Akira Ransomware Campaigns

Threat Profiles

“Trending & Emerging Threats” weekly update: Akira Ransomware Campaigns
- Separate incident response teams (Arctic Wolf, Huntress, The DFIR Report) reported recent intrusions that led to Akira ransomware deployment. Distinct sets of initial access methods (SEO poisoning & loader installation, versus suspected zero-day exploit activity) were observed. This Threat Profile update offers a chance to revisit a few Threat-Led Defense themes we have covered previously:
  - Timely, synthesized TTP intel: We published Akira CTI content in August 2023, eight months before ATT&CK’s version of the object(s) released and nine months before a CISA advisory on the group. We layered our intelligence on top of the ATT&CK object(s) and have continued release updates (this week adding two related Campaigns, 13 Software, and myriad new Technique relationships).
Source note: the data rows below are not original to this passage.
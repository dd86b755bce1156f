use drivesync_core::{ServerFile, VersionRef};

use crate::checksums::FileChecksum;

#[derive(Debug, Clone, Copy, PartialEq, Eq)]
pub enum ActionKind {
    Edit,
    Download,
    Remove,
}

/// A server-side version: the store's file record paired with the index row
/// describing its content.
#[derive(Debug, Clone, PartialEq)]
pub struct ServerVersion {
    pub file: ServerFile,
    pub checksum: FileChecksum,
}

impl ServerVersion {
    pub fn new(file: ServerFile, checksum: FileChecksum) -> Self {
        Self { file, checksum }
    }
}

/// One pending change produced by the diff step, carrying exactly the fields
/// its kind needs.
#[derive(Debug, Clone, PartialEq)]
pub enum SyncAction {
    /// Rename a file, or move it onto `target`'s identity when the
    /// destination already exists and must be overwritten.
    Edit {
        version: ServerVersion,
        new_version: VersionRef,
        target: Option<ServerVersion>,
    },
    /// Materialize `new_version` on the server from an existing server-side
    /// `source` (or from nothing, for empty content).
    Download {
        source: Option<ServerVersion>,
        new_version: VersionRef,
    },
    Remove {
        version: ServerVersion,
    },
}

impl SyncAction {
    pub fn kind(&self) -> ActionKind {
        match self {
            SyncAction::Edit { .. } => ActionKind::Edit,
            SyncAction::Download { .. } => ActionKind::Download,
            SyncAction::Remove { .. } => ActionKind::Remove,
        }
    }
}

#[derive(Debug, Clone, PartialEq)]
pub enum ActionOutcome {
    /// The version the action produced (EDIT and DOWNLOAD).
    Version(ServerVersion),
    Removed(Removal),
}

/// Terminal state of one removed file.
#[derive(Debug, Clone, PartialEq)]
pub enum Removal {
    Trashed,
    /// Parked in the temp-quarantine folder under its checksum name; a later
    /// upload of identical content can undelete it.
    Quarantined(ServerVersion),
    HardDeleted,
    /// The store reported the file as not removed; its checksum row is kept.
    Skipped,
}

#[cfg(test)]
mod tests {
    use super::*;
    use drivesync_core::FileId;

    fn version() -> ServerVersion {
        let file = ServerFile {
            store_id: "f1".into(),
            folder_id: "d1".into(),
            version: None,
            sequence_number: 1,
            file_name: "A.txt".into(),
        };
        let checksum = FileChecksum {
            id: 1,
            file_id: FileId {
                store_id: "f1".into(),
                folder_id: "d1".into(),
            },
            version: None,
            sequence_number: 1,
            checksum: "abc".into(),
        };
        ServerVersion::new(file, checksum)
    }

    #[test]
    fn kind_matches_variant() {
        let remove = SyncAction::Remove { version: version() };
        assert_eq!(remove.kind(), ActionKind::Remove);

        let download = SyncAction::Download {
            source: None,
            new_version: VersionRef::new("A.txt", "abc"),
        };
        assert_eq!(download.kind(), ActionKind::Download);

        let edit = SyncAction::Edit {
            version: version(),
            new_version: VersionRef::new("B.txt", "abc"),
            target: None,
        };
        assert_eq!(edit.kind(), ActionKind::Edit);
    }
}
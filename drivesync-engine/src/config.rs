use std::env;

/// Tuning knobs for the executor's deletion policy. Defaults can be
/// overridden through the environment.
#[derive(Debug, Clone)]
pub struct ExecutorConfig {
    /// Hard cap on quarantine moves per removal batch; everything past it is
    /// hard-deleted.
    pub move_to_temp_limit: usize,
    /// Above this many quarantine candidates the batch policy lists the temp
    /// folder's known checksums first instead of provoking collisions.
    pub optimistic_move_to_temp_threshold: usize,
    /// Name of the quarantine folder, created under the synchronized folder
    /// on demand.
    pub temp_folder_name: String,
}

impl Default for ExecutorConfig {
    fn default() -> Self {
        Self {
            move_to_temp_limit: read_limit("DRIVESYNC_MOVE_TO_TEMP_LIMIT", 20),
            optimistic_move_to_temp_threshold: read_limit(
                "DRIVESYNC_OPTIMISTIC_MOVE_TO_TEMP_THRESHOLD",
                5,
            ),
            temp_folder_name: env::var("DRIVESYNC_TEMP_FOLDER")
                .ok()
                .filter(|v| !v.is_empty())
                .unwrap_or_else(|| ".drivesync-tmp".to_string()),
        }
    }
}

fn read_limit(name: &str, default: usize) -> usize {
    env::var(name)
        .ok()
        .and_then(|v| v.parse::<usize>().ok())
        .filter(|v| *v > 0)
        .unwrap_or(default)
}
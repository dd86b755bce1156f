use std::sync::atomic::{AtomicU64, Ordering};

/// Outcome counters for one executor. Passed in explicitly; the executor
/// keeps no process-wide state.
#[derive(Debug, Default)]
pub struct SyncMetrics {
    trashed: AtomicU64,
    quarantined: AtomicU64,
    hard_deleted: AtomicU64,
    undeletes: AtomicU64,
    quarantine_collisions: AtomicU64,
    optimistic_rechecks: AtomicU64,
    temp_move_attempts: AtomicU64,
}

impl SyncMetrics {
    pub fn new() -> Self {
        Self::default()
    }

    pub fn trashed(&self) -> u64 {
        self.trashed.load(Ordering::Relaxed)
    }

    pub fn quarantined(&self) -> u64 {
        self.quarantined.load(Ordering::Relaxed)
    }

    pub fn hard_deleted(&self) -> u64 {
        self.hard_deleted.load(Ordering::Relaxed)
    }

    /// Quarantined files brought back to life by a matching upload.
    pub fn undeletes(&self) -> u64 {
        self.undeletes.load(Ordering::Relaxed)
    }

    pub fn quarantine_collisions(&self) -> u64 {
        self.quarantine_collisions.load(Ordering::Relaxed)
    }

    pub fn optimistic_rechecks(&self) -> u64 {
        self.optimistic_rechecks.load(Ordering::Relaxed)
    }

    pub fn temp_move_attempts(&self) -> u64 {
        self.temp_move_attempts.load(Ordering::Relaxed)
    }

    pub(crate) fn record_trashed(&self, count: u64) {
        self.trashed.fetch_add(count, Ordering::Relaxed);
    }

    pub(crate) fn record_quarantined(&self, count: u64) {
        self.quarantined.fetch_add(count, Ordering::Relaxed);
    }

    pub(crate) fn record_hard_deleted(&self, count: u64) {
        self.hard_deleted.fetch_add(count, Ordering::Relaxed);
    }

    pub(crate) fn record_undelete(&self) {
        self.undeletes.fetch_add(1, Ordering::Relaxed);
    }

    pub(crate) fn record_quarantine_collision(&self) {
        self.quarantine_collisions.fetch_add(1, Ordering::Relaxed);
    }

    pub(crate) fn record_optimistic_recheck(&self) {
        self.optimistic_rechecks.fetch_add(1, Ordering::Relaxed);
    }

    pub(crate) fn record_temp_move_attempt(&self) {
        self.temp_move_attempts.fetch_add(1, Ordering::Relaxed);
    }
}
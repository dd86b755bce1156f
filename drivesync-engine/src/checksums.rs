use std::path::Path;

use sqlx::{Row, SqlitePool, migrate::Migrator, sqlite::SqliteConnectOptions};
use thiserror::Error;

use drivesync_core::{FileId, ServerFile};

static MIGRATOR: Migrator = sqlx::migrate!("./migrations");

#[derive(Debug, Error)]
pub enum IndexError {
    #[error("database error: {0}")]
    Sqlx(#[from] sqlx::Error),
    #[error("migration error: {0}")]
    Migration(#[from] sqlx::migrate::MigrateError),
    #[error("checksum row not found")]
    MissingRow,
}

/// Insert form of an index row; the store assigns the rowid.
#[derive(Debug, Clone, PartialEq)]
pub struct ChecksumInput {
    pub file_id: FileId,
    pub version: Option<String>,
    pub sequence_number: i64,
    pub checksum: String,
}

impl ChecksumInput {
    pub fn for_file(file: &ServerFile, checksum: impl Into<String>) -> Self {
        Self {
            file_id: file.file_id(),
            version: file.version.clone(),
            sequence_number: file.sequence_number,
            checksum: checksum.into(),
        }
    }
}

/// One index row: a store identity and the content checksum last observed
/// for it.
#[derive(Debug, Clone, PartialEq)]
pub struct FileChecksum {
    pub id: i64,
    pub file_id: FileId,
    pub version: Option<String>,
    pub sequence_number: i64,
    pub checksum: String,
}

impl FileChecksum {
    /// The same row pointed at a new store identity; the checksum value is
    /// kept because the content did not change.
    pub fn relocated_to(&self, file: &ServerFile) -> FileChecksum {
        FileChecksum {
            id: self.id,
            file_id: file.file_id(),
            version: file.version.clone(),
            sequence_number: file.sequence_number,
            checksum: self.checksum.clone(),
        }
    }
}

pub struct ChecksumStore {
    pool: SqlitePool,
}

impl ChecksumStore {
    pub fn from_pool(pool: SqlitePool) -> Self {
        Self { pool }
    }

    pub async fn new(database_url: &str) -> Result<Self, IndexError> {
        let pool = SqlitePool::connect(database_url).await?;
        let store = Self { pool };
        store.init().await?;
        Ok(store)
    }

    pub async fn open(db_path: &Path) -> Result<Self, IndexError> {
        let options = SqliteConnectOptions::new()
            .filename(db_path)
            .create_if_missing(true);
        let pool = SqlitePool::connect_with(options).await?;
        let store = Self { pool };
        store.init().await?;
        Ok(store)
    }

    pub async fn init(&self) -> Result<(), IndexError> {
        MIGRATOR.run(&self.pool).await?;
        Ok(())
    }

    pub async fn insert_checksum(&self, input: &ChecksumInput) -> Result<FileChecksum, IndexError> {
        let result = sqlx::query(
            "INSERT INTO file_checksums (store_id, folder_id, version, sequence_number, checksum)
             VALUES (?1, ?2, ?3, ?4, ?5)",
        )
        .bind(&input.file_id.store_id)
        .bind(&input.file_id.folder_id)
        .bind(&input.version)
        .bind(input.sequence_number)
        .bind(&input.checksum)
        .execute(&self.pool)
        .await?;

        self.get_by_id(result.last_insert_rowid())
            .await?
            .ok_or(IndexError::MissingRow)
    }

    pub async fn update_checksum(&self, row: &FileChecksum) -> Result<FileChecksum, IndexError> {
        sqlx::query(
            "UPDATE file_checksums
             SET store_id = ?1, folder_id = ?2, version = ?3, sequence_number = ?4, checksum = ?5
             WHERE id = ?6",
        )
        .bind(&row.file_id.store_id)
        .bind(&row.file_id.folder_id)
        .bind(&row.version)
        .bind(row.sequence_number)
        .bind(&row.checksum)
        .bind(row.id)
        .execute(&self.pool)
        .await?;

        self.get_by_id(row.id).await?.ok_or(IndexError::MissingRow)
    }

    pub async fn update_checksums(&self, rows: &[FileChecksum]) -> Result<(), IndexError> {
        let mut tx = self.pool.begin().await?;
        for row in rows {
            sqlx::query(
                "UPDATE file_checksums
                 SET store_id = ?1, folder_id = ?2, version = ?3, sequence_number = ?4, checksum = ?5
                 WHERE id = ?6",
            )
            .bind(&row.file_id.store_id)
            .bind(&row.file_id.folder_id)
            .bind(&row.version)
            .bind(row.sequence_number)
            .bind(&row.checksum)
            .bind(row.id)
            .execute(&mut *tx)
            .await?;
        }
        tx.commit().await?;
        Ok(())
    }

    pub async fn remove_checksum(&self, row: &FileChecksum) -> Result<(), IndexError> {
        sqlx::query("DELETE FROM file_checksums WHERE id = ?1")
            .bind(row.id)
            .execute(&self.pool)
            .await?;
        Ok(())
    }

    pub async fn remove_checksum_for(
        &self,
        file_id: &FileId,
        version: Option<&str>,
        sequence_number: i64,
    ) -> Result<(), IndexError> {
        sqlx::query(
            "DELETE FROM file_checksums
             WHERE store_id = ?1 AND folder_id = ?2 AND version IS ?3 AND sequence_number = ?4",
        )
        .bind(&file_id.store_id)
        .bind(&file_id.folder_id)
        .bind(version)
        .bind(sequence_number)
        .execute(&self.pool)
        .await?;
        Ok(())
    }

    pub async fn remove_checksums(&self, rows: &[FileChecksum]) -> Result<(), IndexError> {
        let mut tx = self.pool.begin().await?;
        for row in rows {
            sqlx::query("DELETE FROM file_checksums WHERE id = ?1")
                .bind(row.id)
                .execute(&mut *tx)
                .await?;
        }
        tx.commit().await?;
        Ok(())
    }

    /// Drops every row for a store identity, whatever version or sequence it
    /// was recorded at. Used when the file itself is known to be gone.
    pub async fn remove_checksums_for_file(&self, file_id: &FileId) -> Result<(), IndexError> {
        sqlx::query("DELETE FROM file_checksums WHERE store_id = ?1 AND folder_id = ?2")
            .bind(&file_id.store_id)
            .bind(&file_id.folder_id)
            .execute(&self.pool)
            .await?;
        Ok(())
    }

    pub async fn get_checksum(
        &self,
        file_id: &FileId,
        version: Option<&str>,
        sequence_number: i64,
    ) -> Result<Option<FileChecksum>, IndexError> {
        let row = sqlx::query(
            "SELECT id, store_id, folder_id, version, sequence_number, checksum
             FROM file_checksums
             WHERE store_id = ?1 AND folder_id = ?2 AND version IS ?3 AND sequence_number = ?4",
        )
        .bind(&file_id.store_id)
        .bind(&file_id.folder_id)
        .bind(version)
        .bind(sequence_number)
        .fetch_optional(&self.pool)
        .await?;

        row.map(|row| read_checksum(&row)).transpose()
    }

    pub async fn get_checksums_in_folder(
        &self,
        folder_id: &str,
    ) -> Result<Vec<FileChecksum>, IndexError> {
        let rows = sqlx::query(
            "SELECT id, store_id, folder_id, version, sequence_number, checksum
             FROM file_checksums
             WHERE folder_id = ?1
             ORDER BY id ASC",
        )
        .bind(folder_id)
        .fetch_all(&self.pool)
        .await?;

        rows.iter().map(read_checksum).collect()
    }

    pub async fn all_checksums(&self) -> Result<Vec<FileChecksum>, IndexError> {
        let rows = sqlx::query(
            "SELECT id, store_id, folder_id, version, sequence_number, checksum
             FROM file_checksums
             ORDER BY id ASC",
        )
        .fetch_all(&self.pool)
        .await?;

        rows.iter().map(read_checksum).collect()
    }

    async fn get_by_id(&self, id: i64) -> Result<Option<FileChecksum>, IndexError> {
        let row = sqlx::query(
            "SELECT id, store_id, folder_id, version, sequence_number, checksum
             FROM file_checksums
             WHERE id = ?1",
        )
        .bind(id)
        .fetch_optional(&self.pool)
        .await?;

        row.map(|row| read_checksum(&row)).transpose()
    }
}

fn read_checksum(row: &sqlx::sqlite::SqliteRow) -> Result<FileChecksum, IndexError> {
    Ok(FileChecksum {
        id: row.try_get("id")?,
        file_id: FileId {
            store_id: row.try_get("store_id")?,
            folder_id: row.try_get("folder_id")?,
        },
        version: row.try_get("version")?,
        sequence_number: row.try_get("sequence_number")?,
        checksum: row.try_get("checksum")?,
    })
}

#[cfg(test)]
mod tests {
    use super::*;
    use tempfile::tempdir;

    async fn make_store() -> ChecksumStore {
        let pool = SqlitePool::connect("sqlite::memory:").await.unwrap();
        let store = ChecksumStore::from_pool(pool);
        store.init().await.unwrap();
        store
    }

    fn input(store_id: &str, folder_id: &str, seq: i64, checksum: &str) -> ChecksumInput {
        ChecksumInput {
            file_id: FileId {
                store_id: store_id.into(),
                folder_id: folder_id.into(),
            },
            version: Some("1".into()),
            sequence_number: seq,
            checksum: checksum.into(),
        }
    }

    #[tokio::test]
    async fn insert_and_fetch_by_identity() {
        let store = make_store().await;
        let inserted = store
            .insert_checksum(&input("f1", "d1", 1, "abc"))
            .await
            .unwrap();

        let fetched = store
            .get_checksum(&inserted.file_id, Some("1"), 1)
            .await
            .unwrap()
            .unwrap();
        assert_eq!(fetched, inserted);
    }

    #[tokio::test]
    async fn duplicate_identity_is_rejected() {
        let store = make_store().await;
        store
            .insert_checksum(&input("f1", "d1", 1, "abc"))
            .await
            .unwrap();
        let err = store
            .insert_checksum(&input("f1", "d1", 1, "def"))
            .await
            .expect_err("expected unique-index violation");
        assert!(matches!(err, IndexError::Sqlx(_)));
    }

    #[tokio::test]
    async fn update_relocates_in_place() {
        let store = make_store().await;
        let row = store
            .insert_checksum(&input("f1", "d1", 1, "abc"))
            .await
            .unwrap();

        let moved = ServerFile {
            store_id: "f1".into(),
            folder_id: "d2".into(),
            version: Some("1".into()),
            sequence_number: 2,
            file_name: "abc".into(),
        };
        let updated = store.update_checksum(&row.relocated_to(&moved)).await.unwrap();

        assert_eq!(updated.id, row.id);
        assert_eq!(updated.file_id.folder_id, "d2");
        assert_eq!(updated.sequence_number, 2);
        assert_eq!(updated.checksum, "abc");
        assert_eq!(store.all_checksums().await.unwrap().len(), 1);
    }

    #[tokio::test]
    async fn batch_update_applies_every_row() {
        let store = make_store().await;
        let a = store
            .insert_checksum(&input("f1", "d1", 1, "aaa"))
            .await
            .unwrap();
        let b = store
            .insert_checksum(&input("f2", "d1", 1, "bbb"))
            .await
            .unwrap();

        let mut a2 = a.clone();
        a2.sequence_number = 5;
        let mut b2 = b.clone();
        b2.sequence_number = 6;
        store.update_checksums(&[a2, b2]).await.unwrap();

        let rows = store.all_checksums().await.unwrap();
        assert_eq!(rows.len(), 2);
        assert!(rows.iter().all(|r| r.sequence_number >= 5));
    }

    #[tokio::test]
    async fn remove_by_identity_handles_null_version() {
        let store = make_store().await;
        let mut unversioned = input("f1", "d1", 3, "abc");
        unversioned.version = None;
        let row = store.insert_checksum(&unversioned).await.unwrap();

        store
            .remove_checksum_for(&row.file_id, None, 3)
            .await
            .unwrap();
        assert!(store.all_checksums().await.unwrap().is_empty());
    }

    #[tokio::test]
    async fn remove_for_file_drops_every_version() {
        let store = make_store().await;
        store
            .insert_checksum(&input("f1", "d1", 1, "aaa"))
            .await
            .unwrap();
        store
            .insert_checksum(&input("f1", "d1", 2, "bbb"))
            .await
            .unwrap();
        let other = store
            .insert_checksum(&input("f2", "d1", 1, "ccc"))
            .await
            .unwrap();

        store
            .remove_checksums_for_file(&FileId {
                store_id: "f1".into(),
                folder_id: "d1".into(),
            })
            .await
            .unwrap();

        assert_eq!(store.all_checksums().await.unwrap(), vec![other]);
    }

    #[tokio::test]
    async fn batch_remove_deletes_listed_rows_only() {
        let store = make_store().await;
        let a = store
            .insert_checksum(&input("f1", "d1", 1, "aaa"))
            .await
            .unwrap();
        let b = store
            .insert_checksum(&input("f2", "d1", 1, "bbb"))
            .await
            .unwrap();
        let keep = store
            .insert_checksum(&input("f3", "d1", 1, "ccc"))
            .await
            .unwrap();

        store.remove_checksums(&[a, b]).await.unwrap();
        assert_eq!(store.all_checksums().await.unwrap(), vec![keep]);
    }

    #[tokio::test]
    async fn lists_rows_by_folder() {
        let store = make_store().await;
        store
            .insert_checksum(&input("f1", "d1", 1, "aaa"))
            .await
            .unwrap();
        store
            .insert_checksum(&input("f2", "d2", 1, "bbb"))
            .await
            .unwrap();

        let rows = store.get_checksums_in_folder("d2").await.unwrap();
        assert_eq!(rows.len(), 1);
        assert_eq!(rows[0].file_id.store_id, "f2");
    }

    #[tokio::test]
    async fn open_creates_the_database_file() {
        let dir = tempdir().unwrap();
        let store = ChecksumStore::open(&dir.path().join("checksums.db"))
            .await
            .unwrap();
        store
            .insert_checksum(&input("f1", "d1", 1, "abc"))
            .await
            .unwrap();
        assert_eq!(store.all_checksums().await.unwrap().len(), 1);
    }
}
  - Early warning: Although Akira hasn’t made headlines in recent months prior to this week, we continue to observe the group claiming significant numbers of attacks, and it has remained in our “Trending Ransomware” curated Threat Profile every month this year except one.
  - Defense in depth against exploit threats: Adversary behavior-focused security enables defense-in-depth against vulnerability exploit-based attacks (find a relevant Support Playbook here). It’s especially important to note our fresh Akira ransomware TTP intelligence is available in our knowledge base before a CVE has even been assigned to the reported SonicWall exploit activities.
  - Time-to-Coverage Assessment powered by AI: Recent Akira Campaign reporting was rich with technical details but in unstructured formats scattered throughout blogs. Processing the reports with Tidal Cyber AI powered rapid creation of knowledge base objects (which can then be immediately leveraged in Threat Profiles & Coverage Maps).